▼

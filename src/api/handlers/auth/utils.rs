//! Small helpers for admin credentials and session token handling.

use anyhow::{Context, Result};
use argon2::{Argon2, PasswordHash, PasswordVerifier};
use base64::Engine;
use rand::{rngs::OsRng, RngCore};
use sha2::{Digest, Sha256};

/// Create a new session token for the admin cookie.
/// The raw value is only returned to set the cookie; the database stores a hash.
pub(crate) fn generate_session_token() -> Result<String> {
    let mut bytes = [0u8; 32];
    OsRng
        .try_fill_bytes(&mut bytes)
        .context("failed to generate session token")?;
    Ok(base64::engine::general_purpose::URL_SAFE_NO_PAD.encode(bytes))
}

/// Hash a session token so raw values never touch the database.
pub(crate) fn hash_session_token(token: &str) -> Vec<u8> {
    let mut hasher = Sha256::new();
    hasher.update(token.as_bytes());
    hasher.finalize().to_vec()
}

/// Verify a password against its stored PHC-format argon2 hash.
/// Malformed stored hashes count as a failed verification.
pub(super) fn verify_password(password: &str, stored_hash: &str) -> bool {
    PasswordHash::new(stored_hash).is_ok_and(|parsed| {
        Argon2::default()
            .verify_password(password.as_bytes(), &parsed)
            .is_ok()
    })
}

pub(crate) fn is_unique_violation(err: &sqlx::Error) -> bool {
    match err {
        sqlx::Error::Database(db_err) => db_err.code().is_some_and(|code| code.as_ref() == "23505"),
        _ => false,
    }
}

#[cfg(test)]
mod tests {
    use super::*;
    use argon2::password_hash::SaltString;
    use argon2::PasswordHasher;
    use sqlx::error::{DatabaseError, ErrorKind};
    use std::borrow::Cow;
    use std::error::Error as StdError;
    use std::fmt;

    #[test]
    fn generate_session_token_is_url_safe_base64_of_32_bytes() {
        let decoded_len = generate_session_token()
            .ok()
            .and_then(|token| {
                base64::engine::general_purpose::URL_SAFE_NO_PAD
                    .decode(token.as_bytes())
                    .ok()
            })
            .map(|bytes| bytes.len());
        assert_eq!(decoded_len, Some(32));
    }

    #[test]
    fn hash_session_token_stable() {
        let first = hash_session_token("token");
        let second = hash_session_token("token");
        let different = hash_session_token("other");
        assert_eq!(first, second);
        assert_ne!(first, different);
    }

    #[test]
    fn verify_password_accepts_matching_hash() {
        let salt = SaltString::generate(&mut rand::rngs::OsRng);
        let hash = Argon2::default()
            .hash_password(b"correct horse", &salt)
            .expect("hash")
            .to_string();
        assert!(verify_password("correct horse", &hash));
        assert!(!verify_password("wrong horse", &hash));
    }

    #[test]
    fn verify_password_rejects_malformed_hash() {
        assert!(!verify_password("anything", "not-a-phc-string"));
    }

    #[derive(Debug)]
    struct TestDbError {
        code: Option<&'static str>,
    }

    impl fmt::Display for TestDbError {
        fn fmt(&self, f: &mut fmt::Formatter<'_>) -> fmt::Result {
            write!(f, "test database error")
        }
    }

    impl StdError for TestDbError {}

    impl DatabaseError for TestDbError {
        fn message(&self) -> &'static str {
            "test database error"
        }

        fn code(&self) -> Option<Cow<'_, str>> {
            self.code.map(Cow::Borrowed)
        }

        fn as_error(&self) -> &(dyn StdError + Send + Sync + 'static) {
            self
        }

        fn as_error_mut(&mut self) -> &mut (dyn StdError + Send + Sync + 'static) {
            self
        }

        fn into_error(self: Box<Self>) -> Box<dyn StdError + Send + Sync + 'static> {
            self
        }

        fn kind(&self) -> ErrorKind {
            ErrorKind::UniqueViolation
        }
    }

    #[test]
    fn is_unique_violation_matches_sqlstate() {
        let err = sqlx::Error::Database(Box::new(TestDbError {
            code: Some("23505"),
        }));
        assert!(is_unique_violation(&err));

        let err = sqlx::Error::Database(Box::new(TestDbError {
            code: Some("99999"),
        }));
        assert!(!is_unique_violation(&err));

        let err = sqlx::Error::RowNotFound;
        assert!(!is_unique_violation(&err));
    }
}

▲

What is needed is an exact copy of every entry.

filename src/api/handlers/auth/utils.rs
//! Small helpers for admin credentials and session token handling.

use anyhow::{Context, Result};
use argon2::{Argon2, PasswordHash, PasswordVerifier};
use base64::Engine;
use rand::{rngs::OsRng, RngCore};
use sha2::{Digest, Sha256};

/// Create a new session token for the admin cookie.
/// The raw value is only returned to set the cookie; the database stores a hash.
pub(crate) fn generate_session_token() -> Result<String> {
    let mut bytes = [0u8; 32];
    OsRng
        .try_fill_bytes(&mut bytes)
        .context("failed to generate session token")?;
    Ok(base64::engine::general_purpose::URL_SAFE_NO_PAD.encode(bytes))
}

/// Hash a session token so raw values never touch the database.
pub(crate) fn hash_session_token(token: &str) -> Vec<u8> {
    let mut hasher = Sha256::new();
    hasher.update(token.as_bytes());
    hasher.finalize().to_vec()
}

/// Verify a password against its stored PHC-format argon2 hash.
/// Malformed stored hashes count as a failed verification.
pub(super) fn verify_password(password: &str, stored_hash: &str) -> bool {
    PasswordHash::new(stored_hash).is_ok_and(|parsed| {
        Argon2::default()
            .verify_password(password.as_bytes(), &parsed)
            .is_ok()
    })
}

pub(crate) fn is_unique_violation(err: &sqlx::Error) -> bool {
    match err {
        sqlx::Error::Database(db_err) => db_err.code().is_some_and(|code| code.as_ref() == "23505"),
        _ => false,
    }
}

#[cfg(test)]
mod tests {
    use super::*;
    use argon2::password_hash::SaltString;
    use argon2::PasswordHasher;
    use sqlx::error::{DatabaseError, ErrorKind};
    use std::borrow::Cow;
    use std::error::Error as StdError;
    use std::fmt;

    #[test]
    fn generate_session_token_is_url_safe_base64_of_32_bytes() {
        let decoded_len = generate_session_token()
            .ok()
            .and_then(|token| {
                base64::engine::general_purpose::URL_SAFE_NO_PAD
                    .decode(token.as_bytes())
                    .ok()
            })
            .map(|bytes| bytes.len());
        assert_eq!(decoded_len, Some(32));
    }

    #[test]
    fn hash_session_token_stable() {
        let first = hash_session_token("token");
        let second = hash_session_token("token");
        let different = hash_session_token("other");
        assert_eq!(first, second);
        assert_ne!(first, different);
    }

    #[test]
    fn verify_password_accepts_matching_hash() {
        let salt = SaltString::generate(&mut rand::rngs::OsRng);
        let hash = Argon2::default()
            .hash_password(b"correct horse", &salt)
            .expect("hash")
            .to_string();
        assert!(verify_password("correct horse", &hash));
        assert!(!verify_password("wrong horse", &hash));
    }

    #[test]
    fn verify_password_rejects_malformed_hash() {
        assert!(!verify_password("anything", "not-a-phc-string"));
    }

    #[derive(Debug)]
    struct TestDbError {
        code: Option<&'static str>,
    }

    impl fmt::Display for TestDbError {
        fn fmt(&self, f: &mut fmt::Formatter<'_>) -> fmt::Result {
            write!(f, "test database error")
        }
    }

    impl StdError for TestDbError {}

    impl DatabaseError for TestDbError {
        fn message(&self) -> &'static str {
            "test database error"
        }

        fn code(&self) -> Option<Cow<'_, str>> {
            self.code.map(Cow::Borrowed)
        }

        fn as_error(&self) -> &(dyn StdError + Send + Sync + 'static) {
            self
        }

        fn as_error_mut(&mut self) -> &mut (dyn StdError + Send + Sync + 'static) {
            self
        }

        fn into_error(self: Box<Self>) -> Box<dyn StdError + Send + Sync + 'static> {
            self
        }

        fn kind(&self) -> ErrorKind {
            ErrorKind::UniqueViolation
        }
    }

    #[test]
    fn is_unique_violation_matches_sqlstate() {
        let err = sqlx::Error::Database(Box::new(TestDbError {
            code: Some("23505"),
        }));
        assert!(is_unique_violation(&err));

        let err = sqlx::Error::Database(Box::new(TestDbError {
            code: Some("99999"),
        }));
        assert!(!is_unique_violation(&err));

        let err = sqlx::Error::RowNotFound;
        assert!(!is_unique_violation(&err));
    }
}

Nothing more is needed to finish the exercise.